DURHAM, N.C. (WNCN) — A research center at Duke has been put in charge of coordinating data from national studies to better understand long COVID-19.
Duke Health said Tuesday that the university’s clinical research institute was named as the clinical trials data coordinating center for those large-scale studies of long COVID.
The institute will partner with RTI International to speed up the clinical trial process, oversee its infrastructure, build a registry of patients and launch studies for preventing and treating adults and children.
It is part of the National Institutes of Health’s Researching COVID to Enhance Recovery (RECOVER) program. Congress in December 2020 appropriated $1.15 billion in funding over four years to research the prolonged consequences to health of COVID-19 infection.

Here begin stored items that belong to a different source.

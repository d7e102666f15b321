//! Groq vision backend (OpenAI-compatible API).
//!
//! Groq serves Llama 3.2 Vision behind the same Chat Completions format as
//! OpenAI, so this delegates to `OpenAiAnswerer` with Groq's endpoint.

use super::openai::OpenAiAnswerer;
use super::provider::VisionAnswerer;
use crate::encode::EncodedImage;
use crate::error::VisionError;
use crate::types::Answer;
use async_trait::async_trait;
use std::time::Duration;

/// Groq provider wrapping an OpenAI-compatible endpoint.
pub struct GroqAnswerer {
    inner: OpenAiAnswerer,
}

impl GroqAnswerer {
    pub fn new(endpoint: &str, api_key: &str, model: &str) -> Self {
        Self {
            inner: OpenAiAnswerer::compatible("Groq", endpoint, api_key, model),
        }
    }

    pub fn with_max_tokens(self, max_tokens: Option<u32>) -> Self {
        Self {
            inner: self.inner.with_max_tokens(max_tokens),
        }
    }

    pub fn with_timeout(self, timeout: Option<Duration>) -> Self {
        Self {
            inner: self.inner.with_timeout(timeout),
        }
    }
}

#[async_trait]
impl VisionAnswerer for GroqAnswerer {
    fn name(&self) -> &str {
        self.inner.name()
    }

    fn model(&self) -> &str {
        self.inner.model()
    }

    async fn answer(&self, image: &EncodedImage, question: &str) -> Result<Answer, VisionError> {
        self.inner.answer(image, question).await
    }
}

#[cfg(test)]
mod tests {
    use super::*;
    use mockito::Matcher;
    use serde_json::json;

    #[tokio::test]
    async fn test_request_has_no_max_tokens() {
        let mut server = mockito::Server::new_async().await;
        let mock = server
            .mock("POST", "/openai/v1/chat/completions")
            .match_header("authorization", "Bearer gsk-test")
            .match_body(Matcher::Json(json!({
                "model": "llama-3.2-11b-vision-preview",
                "messages": [{
                    "role": "user",
                    "content": [
                        {"type": "text", "text": "Analyze this advertising campaign"},
                        {"type": "image_url", "image_url": {"url": "data:image/jpeg;base64,AAAA"}}
                    ]
                }]
            })))
            .with_status(200)
            .with_body(r#"{"choices":[{"message":{"role":"assistant","content":"A bold red poster."}}]}"#)
            .expect(1)
            .create_async()
            .await;

        let groq = GroqAnswerer::new(
            &format!("{}/openai/v1", server.url()),
            "gsk-test",
            "llama-3.2-11b-vision-preview",
        );
        let answer = groq
            .answer(
                &EncodedImage::from_base64("AAAA"),
                "Analyze this advertising campaign",
            )
            .await
            .unwrap();

        assert_eq!(answer.text, "A bold red poster.");
        mock.assert_async().await;
    }

    #[tokio::test]
    async fn test_errors_name_groq() {
        let mut server = mockito::Server::new_async().await;
        let _mock = server
            .mock("POST", "/openai/v1/chat/completions")
            .with_status(429)
            .with_body("rate limited")
            .create_async()
            .await;

        let groq = GroqAnswerer::new(&format!("{}/openai/v1", server.url()), "k", "m");
        let err = groq
            .answer(&EncodedImage::from_base64("AAAA"), "q")
            .await
            .unwrap_err();
        assert!(err.to_string().starts_with("Groq HTTP 429"));
    }
}
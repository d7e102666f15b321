//! Error types for Glance.
//!
//! Errors are split by concern: configuration, getting an image ready for
//! transport, and talking to a vision backend. Each carries enough context
//! (file path, provider, HTTP status) to be actionable on its own.

use std::path::PathBuf;
use thiserror::Error;

/// Top-level error type for Glance operations.
///
/// Backend failures are not here: they become `AnswerText::Failed`.
#[derive(Error, Debug)]
pub enum GlanceError {
    /// Configuration-related errors
    #[error("Configuration error: {0}")]
    Config(#[from] ConfigError),

    /// Image upload, decode or encode errors
    #[error("Image error: {0}")]
    Encode(#[from] EncodeError),
}

/// Configuration-specific errors.
#[derive(Error, Debug)]
pub enum ConfigError {
    /// Failed to read the config file from disk
    #[error("Failed to read config file: {0}")]
    ReadError(#[from] std::io::Error),

    /// Failed to parse TOML configuration
    #[error("Failed to parse config: {0}")]
    ParseError(#[from] toml::de::Error),

    /// Configuration values are invalid
    #[error("Invalid configuration: {0}")]
    ValidationError(String),
}

/// Errors raised while turning a file or in-memory image into transport text.
#[derive(Error, Debug)]
pub enum EncodeError {
    /// File not found
    #[error("File not found: {0}")]
    FileNotFound(PathBuf),

    /// File could not be read
    #[error("Cannot read {path}: {message}")]
    Read { path: PathBuf, message: String },

    /// File extension is not an accepted upload format
    #[error("Unsupported format for {path}: {format}")]
    UnsupportedFormat { path: PathBuf, format: String },

    /// File exceeds the upload size limit
    #[error("File too large: {path} ({size_mb}MB > {max_mb}MB)")]
    FileTooLarge {
        path: PathBuf,
        size_mb: u64,
        max_mb: u64,
    },

    /// Image bytes could not be decoded
    #[error("Decode error for {name}: {message}")]
    Decode { name: String, message: String },

    /// JPEG serialization failed
    #[error("JPEG encode failed: {0}")]
    Encode(String),
}

/// Errors from a vision backend call.
///
/// Kept distinct so callers can tell an unreachable service from bad
/// credentials or an unexpected response shape. The interactive front end
/// still collapses all of them into the `"Error"` sentinel.
#[derive(Error, Debug)]
pub enum VisionError {
    /// No API key configured for the backend
    #[error("{provider} API key not set. Set {env_var} or add it to the config file.")]
    MissingApiKey {
        provider: &'static str,
        env_var: &'static str,
    },

    /// The request never produced a response (DNS, connect, TLS, timeout)
    #[error("{provider} request failed: {message}")]
    Request {
        provider: &'static str,
        message: String,
    },

    /// Non-2xx response
    #[error("{provider} HTTP {status_code}: {message}")]
    Http {
        provider: &'static str,
        status_code: u16,
        message: String,
    },

    /// Response body was not the expected JSON shape
    #[error("Failed to parse {provider} response: {message}")]
    Parse {
        provider: &'static str,
        message: String,
    },

    /// Response parsed but carried no answer text
    #[error("{provider} returned no content")]
    EmptyResponse { provider: &'static str },
}

impl VisionError {
    /// HTTP status code, when the backend answered with one.
    pub fn status_code(&self) -> Option<u16> {
        match self {
            VisionError::Http { status_code, .. } => Some(*status_code),
            _ => None,
        }
    }
}

/// Convenience type alias for Glance results.
pub type Result<T> = std::result::Result<T, GlanceError>;
//! Prompt theme and start-up banner for the guided mode.

use console::{style, Style};
use dialoguer::theme::ColorfulTheme;
use glance_core::ModelSelection;

/// Magenta prompts, yellow selection marker.
pub fn glance_theme() -> ColorfulTheme {
    ColorfulTheme {
        prompt_prefix: style("◉".to_string()).for_stderr().magenta(),
        prompt_style: Style::new().for_stderr().bold(),
        prompt_suffix: style("»".to_string()).for_stderr().dim(),
        active_item_prefix: style("→".to_string()).for_stderr().yellow(),
        active_item_style: Style::new().for_stderr().yellow().bold(),
        inactive_item_prefix: style(" ".to_string()).for_stderr(),
        success_prefix: style("◉".to_string()).for_stderr().green(),
        success_suffix: style("=".to_string()).for_stderr().dim(),
        error_prefix: style("!".to_string()).for_stderr().red().bold(),
        error_style: Style::new().for_stderr().red(),
        values_style: Style::new().for_stderr().magenta(),
        ..ColorfulTheme::default()
    }
}

/// Banner text: name and version, then one line per selectable model.
fn banner_lines() -> Vec<String> {
    let mut lines = vec![format!("glance {}", glance_core::VERSION)];
    lines.extend(ModelSelection::ALL.iter().map(|m| format!("  · {}", m.label())));
    lines
}

/// Prints the banner to stderr; stdout carries only answers.
pub fn print_banner() {
    let accent = Style::new().for_stderr().magenta().bold();
    let dim = Style::new().for_stderr().dim();

    let mut lines = banner_lines().into_iter();
    eprintln!();
    if let Some(title) = lines.next() {
        eprintln!("  {}", accent.apply_to(title));
    }
    for line in lines {
        eprintln!("  {}", dim.apply_to(line));
    }
    eprintln!();
}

About 2.5 percent of people who catch COVID report symptoms that last for three months or longer, according to data from the Centers for Disease Control and Prevention. Duke Health says more research is needed to better understand long COVID.
“There is a lot we don’t know about long COVID, including how to precisely define it and why some people experience prolonged symptoms while others don’t,” said Dr. Kanecia Zimmerman, the principal investigator of the data coordinating center. “The RECOVER Initiative supports better understanding of the disease characteristics, prevention, and treatment.”
The data coordinating center will line up other COVID research projects, including the Accelerating COVID-19 Therapeutic Interventions and Vaccines (ACTIV) studies.
“From the onset of the pandemic, the DCRI has been at the forefront of COVID-19 research,” said Adrian Hernandez, M.D., executive director of the DCRI. “We are excited to apply our expertise in leading large-scale research programs to find much needed answers to predict, prevent, and treat long COVID.”